MBD4 frameshift mutation caused by DNA mismatch repair deficiency enhances cytotoxicity by trifluridine, an active antitumor agent of TAS-102, in colorectal cancer cells

BACKGROUNDS: Trifluridine is an active antitumor component of TAS-102 that resembles 5-fluorouracil. Although patients with advanced colorectal cancer (CRC) exhibiting a mismatch repair (MMR) deficiency reportedly do not benefit from 5-fluorouracil-based chemotherapy and we previously reported that truncated methyl-CpG binding domain protein 4 (MBD4) enhances 5-fluorouracil cytotoxicity in MMR-deficient CRC cells, little is known regarding the effect of MMR deficiency on trifluridine cytotoxicity in CRC. AIM: We investigated whether trifluridine induces cytotoxicity in a DNA MMR-dependent manner and evaluated how truncated MBD4 alters trifluridine cytotoxicity. METHODS: We utilized the human CRC cell lines HCT116 (hMLH1-deficient cells) and HCT116+ch3 (hMLH1-restored cells) and compared their sensitivities to trifluridine. And we established 5-fluorouracil-refractory hMLH1-deficient cells and analyzed trifluridine cytotoxicity. Finally, we established truncated MBD4 overexpressed CRC cell lines, and compared trifluridine sensitivity.
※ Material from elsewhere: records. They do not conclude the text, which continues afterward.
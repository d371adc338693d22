//! Condition evaluation for conditional sections and company-gated sections.

use std::cmp::Ordering;

use serde::{Deserialize, Serialize};
use serde_json::Value;
use tracing::warn;

use crate::engine::placeholders::resolve;

#[derive(Debug, Clone, PartialEq, Eq, Serialize, Deserialize)]
pub enum Operator {
    #[serde(rename = "==", alias = "equals")]
    Eq,
    #[serde(rename = "!=", alias = "not_equals")]
    NotEq,
    #[serde(rename = ">", alias = "greater_than")]
    Gt,
    #[serde(rename = ">=")]
    Gte,
    #[serde(rename = "<", alias = "less_than")]
    Lt,
    #[serde(rename = "<=")]
    Lte,
    #[serde(rename = "in")]
    In,
    #[serde(rename = "not_in")]
    NotIn,
    #[serde(untagged)]
    Unknown(String),
}

#[derive(Debug, Clone, Copy, Default, PartialEq, Eq, Serialize, Deserialize)]
#[serde(rename_all = "UPPERCASE")]
pub enum LogicalOperator {
    #[default]
    And,
    Or,
}

/// `{field, operator, value}` — `field` is a dotted path into the render data.
#[derive(Debug, Clone, PartialEq, Serialize, Deserialize)]
#[serde(rename_all = "camelCase")]
pub struct Condition {
    pub field: String,
    pub operator: Operator,
    #[serde(default)]
    pub value: Value,
    /// Carried with the document for the editor; section gating always ANDs.
    #[serde(default)]
    pub logical_operator: LogicalOperator,
}

impl Condition {
    pub fn new(field: impl Into<String>, operator: Operator, value: Value) -> Self {
        Self {
            field: field.into(),
            operator,
            value,
            logical_operator: LogicalOperator::And,
        }
    }
}

/// Evaluates one condition. A missing condition always passes.
pub fn evaluate(condition: Option<&Condition>, bag: &Value) -> bool {
    let Some(condition) = condition else {
        return true;
    };
    let actual = resolve(bag, &condition.field);
    let expected = &condition.value;

    match &condition.operator {
        Operator::Eq => loose_eq(actual, expected),
        Operator::NotEq => !loose_eq(actual, expected),
        Operator::Gt => compare(actual, expected) == Some(Ordering::Greater),
        Operator::Gte => matches!(
            compare(actual, expected),
            Some(Ordering::Greater | Ordering::Equal)
        ),
        Operator::Lt => compare(actual, expected) == Some(Ordering::Less),
        Operator::Lte => matches!(
            compare(actual, expected),
            Some(Ordering::Less | Ordering::Equal)
        ),
        Operator::In => match expected {
            Value::Array(options) => actual.is_some() && options.iter().any(|o| loose_eq(actual, o)),
            _ => false,
        },
        Operator::NotIn => match expected {
            Value::Array(options) => !options.iter().any(|o| loose_eq(actual, o)),
            _ => true,
        },
        Operator::Unknown(op) => {
            warn!(
                "Unknown condition operator '{}' on field '{}' — treating as false",
                op, condition.field
            );
            false
        }
    }
}

/// AND of every condition. An empty list passes.
pub fn evaluate_all(conditions: &[Condition], bag: &Value) -> bool {
    conditions.iter().all(|c| evaluate(Some(c), bag))
}

/// Loose equality: numbers compare numerically (including numeric strings),
/// booleans equal 1/0, and a missing field equals `null`.
fn loose_eq(actual: Option<&Value>, expected: &Value) -> bool {
    let Some(actual) = actual else {
        return expected.is_null();
    };
    match (actual, expected) {
        (Value::String(a), Value::String(b)) => a == b,
        (Value::Bool(a), Value::Bool(b)) => a == b,
        (Value::Null, Value::Null) => true,
        (Value::Array(_), _) | (Value::Object(_), _) => actual == expected,
        _ => match (as_number(actual), as_number(expected)) {
            (Some(a), Some(b)) => a == b,
            _ => false,
        },
    }
}

/// Numeric comparison when both sides coerce to numbers, otherwise string
/// comparison when both are strings. Anything else is incomparable.
fn compare(actual: Option<&Value>, expected: &Value) -> Option<Ordering> {
    let actual = actual?;
    if let (Some(a), Some(b)) = (as_number(actual), as_number(expected)) {
        return a.partial_cmp(&b);
    }
    match (actual, expected) {
        (Value::String(a), Value::String(b)) => Some(a.cmp(b)),
        _ => None,
    }
}

fn as_number(value: &Value) -> Option<f64> {
    match value {
        Value::Number(n) => n.as_f64(),
        Value::String(s) => s.trim().parse::<f64>().ok(),
        Value::Bool(b) => Some(if *b { 1.0 } else { 0.0 }),
        _ => None,
    }
}
use std::collections::HashMap;

use async_trait::async_trait;
use tokio::sync::RwLock;
use uuid::Uuid;

use crate::errors::AppError;
use crate::models::company::CompanyPolicy;
use crate::models::offer::GeneratedOffer;
use crate::models::template::Template;
use crate::store::OfferStore;

/// In-process store with the same version check as the Postgres one.
#[derive(Default)]
pub struct MemoryOfferStore {
    templates: RwLock<HashMap<Uuid, Template>>,
    companies: RwLock<HashMap<Uuid, CompanyPolicy>>,
    offers: RwLock<HashMap<Uuid, GeneratedOffer>>,
}

#[async_trait]
impl OfferStore for MemoryOfferStore {
    async fn insert_template(&self, template: &Template) -> Result<(), AppError> {
        let mut templates = self.templates.write().await;
        if templates.contains_key(&template.id) {
            return Err(AppError::Conflict(format!(
                "Template {} already exists",
                template.id
            )));
        }
        templates.insert(template.id, template.clone());
        Ok(())
    }

    async fn fetch_template(&self, id: Uuid) -> Result<Option<Template>, AppError> {
        Ok(self.templates.read().await.get(&id).cloned())
    }

    async fn save_template(
        &self,
        template: &Template,
        expected_version: i32,
    ) -> Result<(), AppError> {
        let mut templates = self.templates.write().await;
        let stored = templates
            .get_mut(&template.id)
            .ok_or_else(|| AppError::NotFound(format!("Template {} not found", template.id)))?;
        if stored.version != expected_version {
            return Err(AppError::Conflict(format!(
                "Template {} was modified concurrently (expected version {}, found {})",
                template.id, expected_version, stored.version
            )));
        }
        *stored = template.clone();
        Ok(())
    }

    async fn upsert_company(&self, id: Uuid, policy: &CompanyPolicy) -> Result<(), AppError> {
        self.companies.write().await.insert(id, policy.clone());
        Ok(())
    }

    async fn fetch_company(&self, id: Uuid) -> Result<Option<CompanyPolicy>, AppError> {
        Ok(self.companies.read().await.get(&id).cloned())
    }

    async fn insert_offer(&self, offer: &GeneratedOffer) -> Result<(), AppError> {
        self.offers.write().await.insert(offer.id, offer.clone());
        Ok(())
    }

    async fn fetch_offer(&self, id: Uuid) -> Result<Option<GeneratedOffer>, AppError> {
        Ok(self.offers.read().await.get(&id).cloned())
    }

    async fn update_offer(&self, offer: &GeneratedOffer) -> Result<(), AppError> {
        let mut offers = self.offers.write().await;
        match offers.get_mut(&offer.id) {
            Some(stored) => {
                *stored = offer.clone();
                Ok(())
            }
            None => Err(AppError::NotFound(format!("Offer {} not found", offer.id))),
        }
    }
}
RESULTS: The sensitivities of HCT116 and HCT116+ch3 to trifluridine were comparable. 5-Fluorouracil-refractory hMLH1-deficient cells treated with trifluridine showed an equal or greater sensitivity than non-5-fluorouracil-refractory cells. Moreover, MBD4tru cells were more sensitive than the control cells to trifluridine.Conclusions: Trifluridine induces cytotoxicity independently of the DNA MMR status as well as under 5-fluorouracil-refractory conditions, and the MBD4 frameshift mutation enhances trifluridine cytotoxicity.